Zwar zeichnete sich seit Jahresmitte eine sukzessive Abschwächung der chinesischen Exportkonjunktur ab, allerdings waren Beobachter von einer sanften Dynamikwende mit zunächst noch mittleren einstelligen Zuwachsraten ausgegangen. Noch im September hatten die chinesischen Ausfuhren in Dollar gerechnet um knapp 6% zugelegt.

Nach der raschen Erholung vom ersten Pandemieschock im Winter 2020 hatte Chinas Exportindustrie über gut zwei Jahre hinweg mit durchweg zweistelligen Zuwachsraten wesentlich dazu beigetragen, die weltweit zweitgrößte Volkswirtschaft auf Trab zu halten. Selbst die harten Einschnitte durch Chinas restriktive Corona-Nulltoleranzstrategie und damit verbundene Lieferkettenstörungen sowie die aus dem Ukraine-Krieg resultierenden Störungen färbten nur in geringem Maße auf Chinas Exportwirtschaft ab.

Seit dem Sommer allerdings macht sich die von hohen Inflationsraten in westlichen Industrieländern ausgehende Abschwächung der globalen Nachfrage nun auch in den Orderbüchern der chinesischen Exporteure sukzessive bemerkbar. Dies zeigt sich in einem deutlichen Rückgang der Ausfuhren in Richtung USA und dem EU-Handelsblock. Hier wurde zuletzt ein Rückgang um 12,6% auf 47 Mrd. Dollar beziehungsweise um 9% auf 44 Mrd. Dollar verzeichnet. Demgegenüber finden chinesische Exportgüter im südostasiatischen Raum weiter reißenden Absatz. Im Oktober etwa kletterten die Ausfuhren an die Gruppe der Asean-Staaten um 20 % auf knapp 49 Mrd. Dollar. Kräftige Zuwächse sind überdies im Handel mit Russland zu verzeichnen, der volumenmäßig aber nur wenig Einfluss auf das Gesamtbild hat.

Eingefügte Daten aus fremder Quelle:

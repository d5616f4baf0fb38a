//! # form32-resolve - Field Resolvers and Fusion
//!
//! The three candidate producers and the fusion engine of the Form 32
//! resolution pipeline:
//!
//! - [`text_fallback`] - anchored spatial search over page text elements,
//!   with a document-wide pattern scan as last resort
//! - [`checkbox`] - tri-state ink-density reads of calibrated box regions
//! - [`assist`] - the Part 5 cross-field assist for ambiguous checkbox reads
//! - [`fusion`] - the pure precedence function selecting one resolved value
//!   per field
//!
//! Resolvers borrow a shared immutable [`form32_core::CalibrationConfig`];
//! none of them hold mutable state, so distinct fields resolve safely in
//! parallel. Fusion is the per-field synchronization point: it runs once
//! all of a field's candidates are collected.

pub mod assist;
pub mod checkbox;
pub mod fusion;
pub mod text_fallback;

pub use assist::assist_candidate;
pub use checkbox::{CheckboxRead, CheckboxResolution, CheckboxResolver};
pub use fusion::fuse;
pub use text_fallback::TextFallbackResolver;
use regex::Regex;
use serde::{Deserialize, Serialize};

use crate::page::PageKind;

// ============================================================================
// Identifiers and enums
// ============================================================================

/// Identifier of a form field, e.g. `patient_name` or `purpose_box_c_checked`.
#[derive(Debug, Clone, PartialEq, Eq, PartialOrd, Ord, Hash, Serialize, Deserialize)]
#[serde(transparent)]
pub struct FieldId(String);

impl FieldId {
    /// Create a field identifier.
    #[inline]
    #[must_use = "field id is created but not used"]
    pub fn new(id: impl Into<String>) -> Self {
        Self(id.into())
    }

    /// The identifier as a string slice.
    #[inline]
    #[must_use = "field id string is returned but not used"]
    pub fn as_str(&self) -> &str {
        &self.0
    }
}

impl fmt::Display for FieldId {
    #[inline]
    fn fmt(&self, f: &mut fmt::Formatter<'_>) -> fmt::Result {
        write!(f, "{}", self.0)
    }
}

impl From<&str> for FieldId {
    #[inline]
    fn from(s: &str) -> Self {
        Self(s.to_string())
    }
}

/// Semantic kind of a field.
#[derive(Debug, Clone, Copy, PartialEq, Eq, Hash, Serialize, Deserialize)]
#[serde(rename_all = "snake_case")]
pub enum FieldKind {
    /// Single-line text (names, phone numbers, identifiers).
    ShortText,
    /// Multi-line free text (injury descriptions).
    LongText,
    /// Calendar date, normalized to `MM/DD/YYYY`.
    Date,
    /// Tri-state checkbox.
    Checkbox,
    /// Repeated group of short values (diagnosis codes).
    RepeatedGroup,
}

impl fmt::Display for FieldKind {
    #[inline]
    fn fmt(&self, f: &mut fmt::Formatter<'_>) -> fmt::Result {
        let s = match self {
            Self::ShortText => "short_text",
            Self::LongText => "long_text",
            Self::Date => "date",
            Self::Checkbox => "checkbox",
            Self::RepeatedGroup => "repeated_group",
        };
        write!(f, "{s}")
    }
}

/// Extraction strategy that produced a candidate value.
#[derive(Debug, Clone, Copy, PartialEq, Eq, Hash, Serialize, Deserialize)]
#[serde(rename_all = "snake_case")]
pub enum StrategyKind {
    /// The upstream structured extractor (model-based).
    Primary,
    /// Anchored text-pattern search over page text elements.
    TextFallback,
    /// Ink-density analysis of a calibrated checkbox region.
    CheckboxFallback,
    /// Cross-field assist: a confident sibling text signal standing in for
    /// an ambiguous visual checkbox read.
    AssistedOverride,
}

impl StrategyKind {
    /// Fixed priority used to break exact confidence ties between
    /// non-primary candidates: checkbox fallback > text fallback >
    /// assisted override.
    #[inline]
    #[must_use = "tie-break priority is computed but not used"]
    pub const fn tie_break_priority(self) -> u8 {
        match self {
            Self::Primary => 3,
            Self::CheckboxFallback => 2,
            Self::TextFallback => 1,
            Self::AssistedOverride => 0,
        }
    }
}

impl fmt::Display for StrategyKind {
    #[inline]
    fn fmt(&self, f: &mut fmt::Formatter<'_>) -> fmt::Result {
        let s = match self {
            Self::Primary => "primary",
            Self::TextFallback => "text_fallback",
            Self::CheckboxFallback => "checkbox_fallback",
            Self::AssistedOverride => "assisted_override",
        };
        write!(f, "{s}")
    }
}

// ============================================================================
// Anchors and calibrated regions
// ============================================================================

/// Where to look for a field value relative to its located anchor label.
#[derive(Debug, Clone, Copy, PartialEq, Eq, Serialize, Deserialize)]
#[serde(rename_all = "snake_case")]
pub enum WindowPolicy {
    /// Value sits on the same printed line, to the right of the label
    /// (colon-style labels such as `Date:`).
    SameLine,
    /// Value sits to the right or on the following lines within the
    /// configured gap limits (numbered box labels such as
    /// `1. Employee's name`).
    RightOrBelow,
}

/// Anchor specification for the text fallback resolver.
#[derive(Debug, Clone, PartialEq, Serialize, Deserialize)]
pub struct AnchorSpec {
    /// Label text to locate, matched case-insensitively with collapsed
    /// whitespace.
    pub label: String,
    /// Spatial window policy relative to the located label.
    pub policy: WindowPolicy,
}

/// Calibrated checkbox region in rendered-pixel coordinates.
///
/// The page is located at runtime by section classification; `x`/`y`/`w`/`h`
/// are fixed template geometry for that page kind.
#[derive(Debug, Clone, Copy, PartialEq, Eq, Serialize, Deserialize)]
pub struct CalibratedRegion {
    /// Page section the region belongs to.
    pub page: PageKind,
    /// Left edge in pixels.
    pub x: u32,
    /// Top edge in pixels.
    pub y: u32,
    /// Region width in pixels.
    pub w: u32,
    /// Region height in pixels.
    pub h: u32,
}

impl fmt::Display for CalibratedRegion {
    #[inline]
    fn fmt(&self, f: &mut fmt::Formatter<'_>) -> fmt::Result {
        write!(
            f,
            "{} x={} y={} w={} h={}",
            self.page, self.x, self.y, self.w, self.h
        )
    }
}

// ============================================================================
// FieldSpec
// ============================================================================

/// Immutable declaration of one resolvable field.
#[derive(Debug, Clone)]
pub struct FieldSpec {
    /// Field identifier.
    pub id: FieldId,
    /// Semantic kind.
    pub kind: FieldKind,
    /// Whether the field must appear in the resolved map.
    pub required: bool,
    /// Allowed extraction strategies, ordered by preference.
    pub strategies: Vec<StrategyKind>,
    /// Anchor for the text fallback's spatial search.
    pub anchor: Option<AnchorSpec>,
    /// Document-wide scan patterns; first capture group is the value.
    pub scan_patterns: Vec<Regex>,
    /// Page section the field is expected on; ranks document-wide scan hits.
    pub section: PageKind,
    /// Calibrated checkbox region, for checkbox fields.
    pub region: Option<CalibratedRegion>,
    /// Per-field primary acceptance threshold; the calibration default
    /// applies when absent.
    pub acceptance_threshold: Option<f32>,
}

Angesichts latenter Rezessionsgefahren in führenden Abnehmerländern gehen Ökonomen praktisch einhellig davon aus, dass sich die globale Nachfrage nach chinesischen Konsumgütern weiter zurückbildet. Gleichzeitig bringen zuletzt wieder ausufernde Corona-Restriktionen in China neue Dämpfer beim Verbrauchersentiment und sorgen für eine Konsumzurückhaltung, die sich auch auf die Importseite auswirkt. Im Oktober sind die chinesischen Einfuhren gegenüber dem Vorjahr um 0,7% auf 213 Mrd. Dollar abgeglitten. Auch dies bedeutet eine Enttäuschung: Analysten hatten einen leichten Anstieg auf dem Zettel.

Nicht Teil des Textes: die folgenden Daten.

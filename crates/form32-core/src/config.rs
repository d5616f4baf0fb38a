//! Calibration configuration for the resolution pipeline.
//!
//! All numeric thresholds, spatial windows and strategy weights live in one
//! explicit immutable value passed into each resolver, so a document type
//! can be recalibrated without touching resolver code and tests can pin
//! exact constants. Nothing reads ambient or global state.

use serde::{Deserialize, Serialize};

use crate::error::{ResolveError, Result};
use crate::schema::StrategyKind;

/// Precedence weights applied to a winning candidate's confidence when
/// deriving the resolved field's confidence.
#[derive(Debug, Clone, Copy, PartialEq, Serialize, Deserialize)]
pub struct StrategyWeights {
    /// Weight for primary extractor wins.
    pub primary: f32,
    /// Weight for checkbox fallback wins.
    pub checkbox_fallback: f32,
    /// Weight for text fallback wins.
    pub text_fallback: f32,
    /// Weight for assisted override wins.
    pub assisted_override: f32,
}

impl StrategyWeights {
    /// The weight for the given strategy.
    #[inline]
    #[must_use = "strategy weight is returned but not used"]
    pub const fn weight(&self, strategy: StrategyKind) -> f32 {
        match strategy {
            StrategyKind::Primary => self.primary,
            StrategyKind::CheckboxFallback => self.checkbox_fallback,
            StrategyKind::TextFallback => self.text_fallback,
            StrategyKind::AssistedOverride => self.assisted_override,
        }
    }
}

impl Default for StrategyWeights {
    #[inline]
    fn default() -> Self {
        Self {
            primary: 1.0,
            checkbox_fallback: 0.95,
            text_fallback: 0.90,
            assisted_override: 0.75,
        }
    }
}

/// Immutable calibration values shared by every resolver in a run.
#[derive(Debug, Clone, PartialEq, Serialize, Deserialize)]
pub struct CalibrationConfig {
    /// Default primary acceptance threshold; a `FieldSpec` may override it.
    pub acceptance_threshold: f32,
    /// Ink fraction at or above which a checkbox reads checked.
    pub checked_min: f32,
    /// Ink fraction at or below which a checkbox reads unchecked.
    pub unchecked_max: f32,
    /// Grayscale cutoff for binarization; luma below this counts as ink.
    pub ink_luma_cutoff: u8,
    /// Maximum horizontal gap (pixels) between an anchor label and a
    /// same-line value element.
    pub right_gap_limit: f32,
    /// Maximum vertical gap (pixels) between an anchor label and a value
    /// element on the following lines.
    pub below_gap_limit: f32,
    /// Candidates below this confidence are dropped by the text fallback.
    pub text_confidence_floor: f32,
    /// Confidence ceiling for document-wide scan hits; always below a
    /// direct anchored hit.
    pub scan_confidence_cap: f32,
    /// Whether the Part 5 checkbox assist participates at all.
    pub assist_enabled: bool,
    /// Fixed confidence of an assisted override candidate.
    pub assist_confidence: f32,
    /// Strategy precedence weights.
    pub weights: StrategyWeights,
}

impl CalibrationConfig {
    /// Start building a configuration from the defaults.
    #[inline]
    #[must_use = "returns a new builder with default settings"]
    pub fn builder() -> CalibrationConfigBuilder {
        CalibrationConfigBuilder::new()
    }
}

impl Default for CalibrationConfig {
    #[inline]
    fn default() -> Self {
        CalibrationConfigBuilder::new()
            .build()
            .expect("default calibration is valid")
    }
}

/// Builder for [`CalibrationConfig`].
///
/// Defaults are calibrated against the standard 200-dpi Form 32 rasters:
/// a pen mark in a 22 px checkbox covers roughly 20-45% of the region,
/// an empty box outline roughly 8-10%.
// Boolean field is an on/off configuration option
#[derive(Debug, Clone, PartialEq)]
pub struct CalibrationConfigBuilder {
    acceptance_threshold: f32,
    checked_min: f32,
    unchecked_max: f32,
    ink_luma_cutoff: u8,
    right_gap_limit: f32,
    below_gap_limit: f32,
    text_confidence_floor: f32,
    scan_confidence_cap: f32,
    assist_enabled: bool,
    assist_confidence: f32,
    weights: StrategyWeights,
}

impl Default for CalibrationConfigBuilder {
    #[inline]
    fn default() -> Self {
        Self::new()
    }
}

impl CalibrationConfigBuilder {
    /// Create a builder with the production defaults.
    #[inline]
    #[must_use = "returns a new builder with default settings"]
    pub fn new() -> Self {
        Self {
            acceptance_threshold: 0.75,
            checked_min: 0.30,
            unchecked_max: 0.12,
            ink_luma_cutoff: 128,
            right_gap_limit: 240.0,
            below_gap_limit: 48.0,
            text_confidence_floor: 0.35,
            scan_confidence_cap: 0.60,
            assist_enabled: true,
            assist_confidence: 0.50,
            weights: StrategyWeights::default(),
        }
    }

    /// Default primary acceptance threshold.
    #[inline]
    #[must_use = "builder is returned but not used"]
    pub const fn acceptance_threshold(mut self, value: f32) -> Self {
        self.acceptance_threshold = value;
        self
    }

    /// Checkbox ink thresholds: checked at/above `checked_min`, unchecked
    /// at/below `unchecked_max`.
    #[inline]
    #[must_use = "builder is returned but not used"]
    pub const fn checkbox_thresholds(mut self, checked_min: f32, unchecked_max: f32) -> Self {
        self.checked_min = checked_min;
        self.unchecked_max = unchecked_max;
        self
    }

    /// Grayscale binarization cutoff.
    #[inline]
    #[must_use = "builder is returned but not used"]
    pub const fn ink_luma_cutoff(mut self, value: u8) -> Self {
        self.ink_luma_cutoff = value;
        self
    }

    /// Spatial window limits for the anchored text search, in pixels.
    #[inline]
    #[must_use = "builder is returned but not used"]
    pub const fn window_limits(mut self, right_gap: f32, below_gap: f32) -> Self {
        self.right_gap_limit = right_gap;
        self.below_gap_limit = below_gap;
        self
    }

    /// Minimum confidence for text fallback candidates.
    #[inline]
    #[must_use = "builder is returned but not used"]
    pub const fn text_confidence_floor(mut self, value: f32) -> Self {
        self.text_confidence_floor = value;
        self
    }

    /// Confidence ceiling for document-wide scan hits.
    #[inline]
    #[must_use = "builder is returned but not used"]
    pub const fn scan_confidence_cap(mut self, value: f32) -> Self {
        self.scan_confidence_cap = value;
        self
    }

    /// Enable or disable the Part 5 checkbox assist end-to-end.
    #[inline]
    #[must_use = "builder is returned but not used"]
    pub const fn assist_enabled(mut self, value: bool) -> Self {
        self.assist_enabled = value;
        self
    }

    /// Fixed confidence of assisted override candidates.
    #[inline]
    #[must_use = "builder is returned but not used"]
    pub const fn assist_confidence(mut self, value: f32) -> Self {
        self.assist_confidence = value;
        self
    }

    /// Strategy precedence weights.
    #[inline]
    #[must_use = "builder is returned but not used"]
    pub const fn weights(mut self, weights: StrategyWeights) -> Self {
        self.weights = weights;
        self
    }

    /// Validate and build the configuration.
    ///
    /// # Errors
    ///
    /// Returns [`ResolveError::InvalidCalibration`] when a fraction is
    /// outside `[0, 1]` or the checkbox thresholds do not leave an
    /// ambiguous band (`checked_min` must exceed `unchecked_max`).
    pub fn build(self) -> Result<CalibrationConfig> {
        let fractions = [
            ("acceptance_threshold", self.acceptance_threshold),
            ("checked_min", self.checked_min),
            ("unchecked_max", self.unchecked_max),
            ("text_confidence_floor", self.text_confidence_floor),
            ("scan_confidence_cap", self.scan_confidence_cap),
            ("assist_confidence", self.assist_confidence),
        ];
        for (name, value) in fractions {
            if !(0.0..=1.0).contains(&value) {
                return Err(ResolveError::InvalidCalibration(format!(
                    "{name} must be within [0, 1], got {value}"
                )));
            }
        }
        if self.checked_min <= self.unchecked_max {
            return Err(ResolveError::InvalidCalibration(format!(
                "checked_min ({}) must exceed unchecked_max ({})",
                self.checked_min, self.unchecked_max
            )));
        }
        if self.right_gap_limit <= 0.0 || self.below_gap_limit <= 0.0 {
            return Err(ResolveError::InvalidCalibration(
                "window gap limits must be positive".to_string(),
            ));
        }

        Ok(CalibrationConfig {
            acceptance_threshold: self.acceptance_threshold,
            checked_min: self.checked_min,
            unchecked_max: self.unchecked_max,
            ink_luma_cutoff: self.ink_luma_cutoff,
            right_gap_limit: self.right_gap_limit,
            below_gap_limit: self.below_gap_limit,
            text_confidence_floor: self.text_confidence_floor,
            scan_confidence_cap: self.scan_confidence_cap,
            assist_enabled: self.assist_enabled,
            assist_confidence: self.assist_confidence,
            weights: self.weights,
        })
    }
}

#[cfg(test)]
mod tests {
    use super::*;

    #[test]
    fn test_default_config_is_valid() {
        let config = CalibrationConfig::default();
        assert!(config.checked_min > config.unchecked_max);
        assert!(config.assist_enabled);
        assert_eq!(config.weights.weight(StrategyKind::Primary), 1.0);
    }

    #[test]
    fn test_builder_overrides() {
        let config = CalibrationConfig::builder()
            .checkbox_thresholds(0.60, 0.15)
            .assist_enabled(false)
            .acceptance_threshold(0.9)
            .build()
            .expect("valid config");
        assert_eq!(config.checked_min, 0.60);
        assert_eq!(config.unchecked_max, 0.15);
        assert!(!config.assist_enabled);
        assert_eq!(config.acceptance_threshold, 0.9);
    }

    #[test]
    fn test_builder_rejects_inverted_thresholds() {
        let err = CalibrationConfig::builder()
            .checkbox_thresholds(0.10, 0.50)
            .build()
            .unwrap_err();
        assert!(err.to_string().contains("checked_min"));
    }

    #[test]
    fn test_builder_rejects_out_of_range_fractions() {
        let err = CalibrationConfig::builder()
            .acceptance_threshold(1.5)
            .build()
            .unwrap_err();
        assert!(err.to_string().contains("acceptance_threshold"));
    }

    #[test]
    fn test_tie_break_weights_follow_strategy_order() {
        let weights = StrategyWeights::default();
        assert!(weights.weight(StrategyKind::Primary) >= weights.weight(StrategyKind::CheckboxFallback));
        assert!(
            weights.weight(StrategyKind::CheckboxFallback)
                >= weights.weight(StrategyKind::TextFallback)
        );
        assert!(
            weights.weight(StrategyKind::TextFallback)
                >= weights.weight(StrategyKind::AssistedOverride)
        );
    }
}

Mit der Aussicht auf eine weitere Abschwächung der Außenhandelsdynamik in den kommenden Monaten reduzieren sich auch die Chancen auf die seitens der chinesischen Regierung prophezeite nachhaltige Erholung des in diesem Jahr vor allem von Corona-Restriktionen gebremsten Wirtschaftswachstums. Im dritten Quartal kam es zwar zu einem etwas höheren Anstieg des Bruttoinlandsprodukts (BIP) als erwartet von 3,9%, die jüngsten Einkaufsmanagerindizes für Chinas Industrie- und Dienstleistungssektor und nun auch die Außenhandelsdaten lassen jedoch darauf schließen, dass die Wirtschaft im vierten Quartal wieder an Schwung einzubüßen droht.

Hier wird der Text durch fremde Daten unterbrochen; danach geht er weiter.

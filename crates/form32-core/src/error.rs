//! Error types for document resolution.
//!
//! Field-level problems (missing candidates, ambiguous checkbox reads,
//! calibration mismatches) are recovered per field and recorded in the
//! provenance trail — they never abort a document. This module covers the
//! document-level failures that do.

use thiserror::Error;

/// Errors that abort resolution of an entire document.
///
/// Everything recoverable at the field level is reported through
/// [`crate::value::UnresolvedReason`] instead.
#[derive(Error, Debug)]
pub enum ResolveError {
    /// The input carried no pages at all.
    #[error("document has no pages")]
    EmptyDocument,

    /// A page raster is missing or has zero area; geometry-based resolution
    /// cannot run against it.
    #[error("page {0} has an empty raster image")]
    EmptyPageImage(usize),

    /// Two pages in the input claim the same page index.
    #[error("duplicate page index {0} in document input")]
    DuplicatePageIndex(usize),

    /// The document does not carry the form's required marker text, so the
    /// schema's geometry and anchors cannot be trusted against it.
    #[error("required form markers missing: {0}")]
    MissingMarkers(String),

    /// A calibration value is outside its meaningful range.
    #[error("invalid calibration: {0}")]
    InvalidCalibration(String),

    /// Report serialization failed.
    #[error("report serialization error: {0}")]
    Json(#[from] serde_json::Error),

    /// Error from an integration edge.
    #[error("resolution error: {0}")]
    Other(#[from] anyhow::Error),
}

/// Type alias for [`Result<T, ResolveError>`].
pub type Result<T> = std::result::Result<T, ResolveError>;

#[cfg(test)]
mod tests {
    use super::*;

    #[test]
    fn test_display_messages() {
        assert_eq!(
            ResolveError::EmptyDocument.to_string(),
            "document has no pages"
        );
        assert_eq!(
            ResolveError::EmptyPageImage(3).to_string(),
            "page 3 has an empty raster image"
        );
        assert_eq!(
            ResolveError::MissingMarkers("form number".to_string()).to_string(),
            "required form markers missing: form number"
        );
    }

    #[test]
    fn test_json_error_conversion() {
        let json_err = serde_json::from_str::<serde_json::Value>("{ bad").unwrap_err();
        let err: ResolveError = json_err.into();
        assert!(matches!(err, ResolveError::Json(_)));
    }

    #[test]
    fn test_error_propagation() {
        fn inner() -> Result<()> {
            Err(ResolveError::InvalidCalibration("checked_min".to_string()))
        }
        fn outer() -> Result<()> {
            inner()?;
            Ok(())
        }
        assert!(matches!(
            outer(),
            Err(ResolveError::InvalidCalibration(msg)) if msg == "checked_min"
        ));
    }
}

Ein wesentlicher Faktor scheinen dabei wieder anziehende Corona-Restriktionsmaßnahmen zu sein, die in einer ganzen Reihe von chinesischen Großstädten und Industriezentren, darunter Guangzhou, Wuhan und Zhengzhou, zuletzt zu partiellen Lockdowns geführt haben. Am Wochenende hatte sich Chinas Gesundheitsministerium erneut da­zu bekannt, „unbeirrt“ an der Null-Covid-Strategie und entsprechenden Mobilitätsrestriktionen festzuhalten. Gleichzeitig wurden eine Reihe von Messen und Großveranstaltungen abgesagt, darunter auch die für Novembermitte geplante internationale Automesse in Guangzhou.